Figure 3. uKIN successfully integrates new information and prior knowledge.

(A) We illustrate the effectiveness of our approach uKIN on the GBM data set and the HPRD protein-protein interaction network using 20 randomly drawn CGCs to represent the prior knowledge. We combine prior and new knowledge using a restart probability of α = 0.5 (blue line). As we consider an increasing number of high scoring genes, we plot the fraction of these that are part of the hidden set of CGCs. As baseline comparisons, we also consider versions of our approach where we use only the new information (α = 1) and order genes by their mutational frequency (green line); where we use new information to perform unguided random walks with α = 0.5 and order genes by their probabilities in the stationary distribution of the walk (which uses new information but not prior information, purple line); and where we use only prior information (α = 0) and order genes based on information propagated from the set of genes comprising our prior knowledge (orange line).
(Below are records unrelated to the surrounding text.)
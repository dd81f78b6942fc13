//! Core UCT search algorithm.
//!
//! Every rollout starts at the root position and replays the moves it
//! selects, so nodes never need to store states. Outcomes are credited to
//! every edge on the rollout path, for every role; selection at a node uses
//! the outcome of the role to move there.

use std::time::Instant;

use crate::core::{Error, GameRng, Result, Role, RoleMap};
use crate::game::{Move, TurnTakingState};

use super::config::{Expansion, UctConfig};
use super::node::{Edge, NodeId, UctNode};
use super::policy::{
    final_move_policy, selection_policy, FinalMovePolicy, RandomSimulation, SelectionPolicy,
    SimulationPolicy,
};
use super::stats::SearchStats;
use super::tree::UctTree;

/// UCT search context.
///
/// Owns the tree, the configuration and the random source. The tree is
/// rebuilt from scratch for every call to [`UctSearch::search`].
pub struct UctSearch {
    config: UctConfig,

    tree: UctTree,

    rng: GameRng,

    selection: Box<dyn SelectionPolicy>,

    final_move: Box<dyn FinalMovePolicy>,

    simulation: Box<dyn SimulationPolicy>,

    stats: SearchStats,
}

impl UctSearch {
    /// Create a search context; policies follow the config.
    pub fn new(config: UctConfig, rng: GameRng) -> Self {
        Self {
            selection: selection_policy(config.selection),
            final_move: final_move_policy(config.final_move),
            simulation: Box::new(RandomSimulation),
            tree: UctTree::new(Role::new(0), 2),
            rng,
            config,
            stats: SearchStats::default(),
        }
    }

    #[must_use]
    pub fn config(&self) -> &UctConfig {
        &self.config
    }

    /// Statistics of the most recent search.
    #[must_use]
    pub fn stats(&self) -> &SearchStats {
        &self.stats
    }

    /// Tree left behind by the most recent search.
    #[must_use]
    pub fn tree(&self) -> &UctTree {
        &self.tree
    }

    /// Run `config.iterations` rollouts from `state` and pick a move for `role`.
    pub fn search(&mut self, state: &TurnTakingState, role: Role) -> Result<Move> {
        let start = Instant::now();
        self.stats.reset();

        if state.is_terminal() {
            return Err(Error::NoLegalMoves { role });
        }
        self.tree.reset(state.role_to_move()?, state.num_roles());
        let root = self.tree.root();
        self.expand_node(root, state)?;

        let root_node = self.tree.get(root);
        if root_node.edges.is_empty() {
            return Err(Error::NoLegalMoves { role });
        }
        if root_node.edges.len() == 1 {
            return Ok(root_node.edges[0].mv.clone());
        }

        for _ in 0..self.config.iterations {
            self.iteration(state)?;
            self.stats.iterations += 1;
        }
        self.stats.time_us = start.elapsed().as_micros() as u64;

        let idx = self
            .final_move
            .choose(self.tree.root_node(), role, &mut self.rng)
            .ok_or(Error::NoLegalMoves { role })?;
        let chosen = self.tree.root_node().edges[idx].mv.clone();

        tracing::trace!(
            role = role.index(),
            stats = %self.stats,
            tree_nodes = self.tree.len(),
            line = ?self.tree.principal_variation(),
            chosen = %chosen,
            "uct search finished"
        );
        Ok(chosen)
    }

    /// Single rollout: select, expand, simulate, backpropagate.
    fn iteration(&mut self, root_state: &TurnTakingState) -> Result<()> {
        let mut path: Vec<(NodeId, usize)> = Vec::new();
        let mut current = self.tree.root();
        let mut state = root_state.clone();

        loop {
            let node = self.tree.get(current);
            if let Some(rewards) = node.terminal_reward.clone() {
                self.stats.terminal_hits += 1;
                self.backpropagate(&path, &rewards);
                return Ok(());
            }

            let edge_idx = self.selection.select(node, &mut self.rng, &self.config)?;
            path.push((current, edge_idx));

            let edge = &node.edges[edge_idx];
            let child = edge.child;
            state = state.next_state(&edge.mv)?;

            if !child.is_none() {
                current = child;
                continue;
            }

            let new_node = self.expand_child(current, edge_idx, &state)?;
            match self.config.expansion {
                Expansion::RecordAllNodes => current = new_node,
                Expansion::OneNodeExpansion => {
                    let rewards = if state.is_terminal() {
                        state.outcomes()?
                    } else {
                        let mut sim_rng = self.rng.fork();
                        self.stats.simulations += 1;
                        self.simulation.simulate(&state, &mut sim_rng)?
                    };
                    self.backpropagate(&path, &rewards);
                    return Ok(());
                }
            }
        }
    }

    /// Fill in a freshly allocated node from its state.
    fn expand_node(&mut self, node_id: NodeId, state: &TurnTakingState) -> Result<()> {
        let role_count = self.tree.role_count();

        if state.is_terminal() {
            self.tree.get_mut(node_id).terminal_reward = Some(state.outcomes()?);
        } else {
            let moves = state.possible_moves()?;
            let node = self.tree.get_mut(node_id);
            node.edges
                .extend(moves.into_iter().map(|mv| Edge::new(mv, role_count)));
        }

        self.stats.nodes_expanded += 1;
        Ok(())
    }

    /// Add the child reached through `edge_idx` of `parent_id`.
    fn expand_child(
        &mut self,
        parent_id: NodeId,
        edge_idx: usize,
        state: &TurnTakingState,
    ) -> Result<NodeId> {
        let depth = self.tree.get(parent_id).depth + 1;
        let to_move = state.role_to_move()?;

        if depth > self.stats.max_depth {
            self.stats.max_depth = depth;
        }

        let child_id = self.tree.alloc(UctNode::new(to_move, depth));
        self.tree.get_mut(parent_id).edges[edge_idx].child = child_id;
        self.expand_node(child_id, state)?;
        Ok(child_id)
    }

    /// Credit `rewards` to every node and edge on the path.
    fn backpropagate(&mut self, path: &[(NodeId, usize)], rewards: &RoleMap<f64>) {
        for &(node_id, edge_idx) in path {
            let node = self.tree.get_mut(node_id);
            node.visits += 1;
            let edge = &mut node.edges[edge_idx];
            edge.visits += 1;
            edge.total_reward.accumulate(rewards);
        }
    }
}
//! Typed, validated strategy parameters.
//!
//! ## Overview
//!
//! A [`ParameterDescription`] names a parameter, fixes its type (integer or
//! real), and optionally bounds it and gives it a default. A
//! [`StrategyParameters`] bag holds values checked against their
//! descriptions. It is built once through [`ParametersBuilder`], which
//! rejects a name supplied twice.
//!
//! ## Usage
//!
//! ```
//! use game_arena::strategy::{ParameterDescription, StrategyParameters};
//!
//! let plies = ParameterDescription::int("pliesToLookAhead").with_min(1_i64);
//! let params = StrategyParameters::builder()
//!     .parse(&plies, "3")
//!     .unwrap()
//!     .build();
//! assert_eq!(params.get_int(&plies).unwrap(), 3);
//!
//! assert!(StrategyParameters::builder().parse(&plies, "0").is_err());
//! ```

use serde::{Deserialize, Serialize};
use std::fmt;

use crate::core::{Error, Result};

/// Type of a parameter's values.
#[derive(Clone, Copy, Debug, PartialEq, Eq, Hash, Serialize, Deserialize)]
pub enum ValueKind {
    Int,
    Double,
}

impl ValueKind {
    fn label(self) -> &'static str {
        match self {
            ValueKind::Int => "integer",
            ValueKind::Double => "real",
        }
    }
}

/// A parameter value.
#[derive(Clone, Copy, Debug, PartialEq, Serialize, Deserialize)]
#[serde(untagged)]
pub enum ParameterValue {
    Int(i64),
    Double(f64),
}

impl ParameterValue {
    /// Type of this value.
    #[must_use]
    pub fn kind(self) -> ValueKind {
        match self {
            ParameterValue::Int(_) => ValueKind::Int,
            ParameterValue::Double(_) => ValueKind::Double,
        }
    }

    fn as_f64(self) -> f64 {
        match self {
            ParameterValue::Int(v) => v as f64,
            ParameterValue::Double(v) => v,
        }
    }
}

impl From<i64> for ParameterValue {
    fn from(value: i64) -> Self {
        ParameterValue::Int(value)
    }
}

impl From<f64> for ParameterValue {
    fn from(value: f64) -> Self {
        ParameterValue::Double(value)
    }
}

/// Formats so that [`ParameterDescription::parse`] reads the value back.
impl fmt::Display for ParameterValue {
    fn fmt(&self, f: &mut fmt::Formatter<'_>) -> fmt::Result {
        match self {
            ParameterValue::Int(v) => write!(f, "{v}"),
            ParameterValue::Double(v) => write!(f, "{v}"),
        }
    }
}

/// Name, type, bounds and default of one strategy parameter.
///
/// Bounds are inclusive.
#[derive(Clone, Copy, Debug, PartialEq)]
pub struct ParameterDescription {
    name: &'static str,
    kind: ValueKind,
    min: Option<ParameterValue>,
    max: Option<ParameterValue>,
    default: Option<ParameterValue>,
}

impl ParameterDescription {
    /// Describe an integer parameter.
    #[must_use]
    pub const fn int(name: &'static str) -> Self {
        Self::new(name, ValueKind::Int)
    }

    /// Describe a real-valued parameter.
    #[must_use]
    pub const fn double(name: &'static str) -> Self {
        Self::new(name, ValueKind::Double)
    }

    const fn new(name: &'static str, kind: ValueKind) -> Self {
        Self {
            name,
            kind,
            min: None,
            max: None,
            default: None,
        }
    }

    /// Set an inclusive lower bound.
    #[must_use]
    pub fn with_min(mut self, min: impl Into<ParameterValue>) -> Self {
        self.min = Some(min.into());
        self
    }

    /// Set an inclusive upper bound.
    #[must_use]
    pub fn with_max(mut self, max: impl Into<ParameterValue>) -> Self {
        self.max = Some(max.into());
        self
    }

    /// Set the value used when none is supplied.
    #[must_use]
    pub fn with_default(mut self, default: impl Into<ParameterValue>) -> Self {
        self.default = Some(default.into());
        self
    }

    #[must_use]
    pub fn name(&self) -> &'static str {
        self.name
    }

    #[must_use]
    pub fn kind(&self) -> ValueKind {
        self.kind
    }

    #[must_use]
    pub fn default_value(&self) -> Option<ParameterValue> {
        self.default
    }

    /// Check a value's type and bounds.
    ///
    /// Integers are accepted for real parameters and widened.
    pub fn validate(&self, value: ParameterValue) -> Result<ParameterValue> {
        let value = match (self.kind, value) {
            (ValueKind::Double, ParameterValue::Int(v)) => ParameterValue::Double(v as f64),
            (ValueKind::Int, ParameterValue::Double(_)) => {
                return Err(Error::ParameterType {
                    name: self.name.to_string(),
                    expected: self.kind.label(),
                    actual: value.kind().label(),
                })
            }
            _ => value,
        };

        if value.as_f64().is_nan() {
            return Err(Error::InvalidParameterValue {
                name: self.name.to_string(),
                text: value.to_string(),
            });
        }
        if let Some(min) = self.min {
            if value.as_f64() < min.as_f64() {
                return Err(self.out_of_bounds(format!("at least {min}"), value));
            }
        }
        if let Some(max) = self.max {
            if value.as_f64() > max.as_f64() {
                return Err(self.out_of_bounds(format!("at most {max}"), value));
            }
        }
        Ok(value)
    }

    fn out_of_bounds(&self, bound: String, value: ParameterValue) -> Error {
        Error::ParameterOutOfBounds {
            name: self.name.to_string(),
            bound,
            value: value.to_string(),
        }
    }

    /// Parse and validate a textual value.
    pub fn parse(&self, text: &str) -> Result<ParameterValue> {
        let invalid = || Error::InvalidParameterValue {
            name: self.name.to_string(),
            text: text.to_string(),
        };
        let value = match self.kind {
            ValueKind::Int => ParameterValue::Int(text.parse().map_err(|_| invalid())?),
            ValueKind::Double => ParameterValue::Double(text.parse().map_err(|_| invalid())?),
        };
        self.validate(value)
    }
}

/// An immutable bag of validated parameter values.
///
/// Values keep the order they were supplied in. Equality ignores order.
#[derive(Clone, Debug, Default)]
pub struct StrategyParameters {
    values: Vec<(ParameterDescription, ParameterValue)>,
}

impl StrategyParameters {
    /// Parameters with no values supplied.
    #[must_use]
    pub fn empty() -> Self {
        Self::default()
    }

    #[must_use]
    pub fn builder() -> ParametersBuilder {
        ParametersBuilder::default()
    }

    /// The explicitly supplied value for a parameter name.
    #[must_use]
    pub fn get(&self, name: &str) -> Option<ParameterValue> {
        self.values
            .iter()
            .find(|(desc, _)| desc.name == name)
            .map(|&(_, value)| value)
    }

    /// Whether a value was supplied for `name`.
    #[must_use]
    pub fn contains(&self, name: &str) -> bool {
        self.get(name).is_some()
    }

    /// The supplied value, or the description's default.
    pub fn value(&self, desc: &ParameterDescription) -> Result<ParameterValue> {
        self.get(desc.name)
            .or(desc.default)
            .ok_or_else(|| Error::MissingParameter(desc.name.to_string()))
    }

    /// Integer value of a parameter, falling back to its default.
    pub fn get_int(&self, desc: &ParameterDescription) -> Result<i64> {
        match self.value(desc)? {
            ParameterValue::Int(v) => Ok(v),
            other => Err(Error::ParameterType {
                name: desc.name.to_string(),
                expected: ValueKind::Int.label(),
                actual: other.kind().label(),
            }),
        }
    }

    /// Real value of a parameter, falling back to its default.
    pub fn get_double(&self, desc: &ParameterDescription) -> Result<f64> {
        Ok(self.value(desc)?.as_f64())
    }

    /// Supplied (description, value) pairs in supply order.
    pub fn iter(&self) -> impl Iterator<Item = (&ParameterDescription, ParameterValue)> {
        self.values.iter().map(|(desc, value)| (desc, *value))
    }

    #[must_use]
    pub fn len(&self) -> usize {
        self.values.len()
    }

    #[must_use]
    pub fn is_empty(&self) -> bool {
        self.values.is_empty()
    }

    /// Copy with one parameter set from text, replacing any earlier value.
    pub fn with_parsed(&self, desc: &ParameterDescription, text: &str) -> Result<Self> {
        let value = desc.parse(text)?;
        let mut values = self.values.clone();
        match values.iter_mut().find(|(d, _)| d.name == desc.name) {
            Some(entry) => *entry = (*desc, value),
            None => values.push((*desc, value)),
        }
        Ok(Self { values })
    }
}

impl PartialEq for StrategyParameters {
    fn eq(&self, other: &Self) -> bool {
        self.values.len() == other.values.len()
            && self
                .values
                .iter()
                .all(|(desc, value)| other.get(desc.name) == Some(*value))
    }
}

/// Builder for [`StrategyParameters`].
#[derive(Debug, Default)]
pub struct ParametersBuilder {
    values: Vec<(ParameterDescription, ParameterValue)>,
}

impl ParametersBuilder {
    /// Add a validated value.
    pub fn put(mut self, desc: &ParameterDescription, value: impl Into<ParameterValue>) -> Result<Self> {
        if self.values.iter().any(|(d, _)| d.name == desc.name) {
            return Err(Error::DuplicateParameter(desc.name.to_string()));
        }
        let value = desc.validate(value.into())?;
        self.values.push((*desc, value));
        Ok(self)
    }

    /// Parse, validate and add a value.
    pub fn parse(self, desc: &ParameterDescription, text: &str) -> Result<Self> {
        let value = desc.parse(text)?;
        self.put(desc, value)
    }

    #[must_use]
    pub fn build(self) -> StrategyParameters {
        StrategyParameters {
            values: self.values,
        }
    }
}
Integrating both prior and new sources of information results in better performance. (B) The performance of uKIN when integrating information at α = 0.5 is compared to the three baseline cases where either only prior information is used (α = 0, left) or when only new information is used (α = 1, right and unguided RWRs with α = 0.5, middle). In all three panels, for each cancer type, we plot the log₂ ratio of the AUPRC of uKIN with guided RWRs with α = 0.5 to the AUPRC of the other approach. Across all 24 cancer types, using both sources of information outperforms using just one source of information.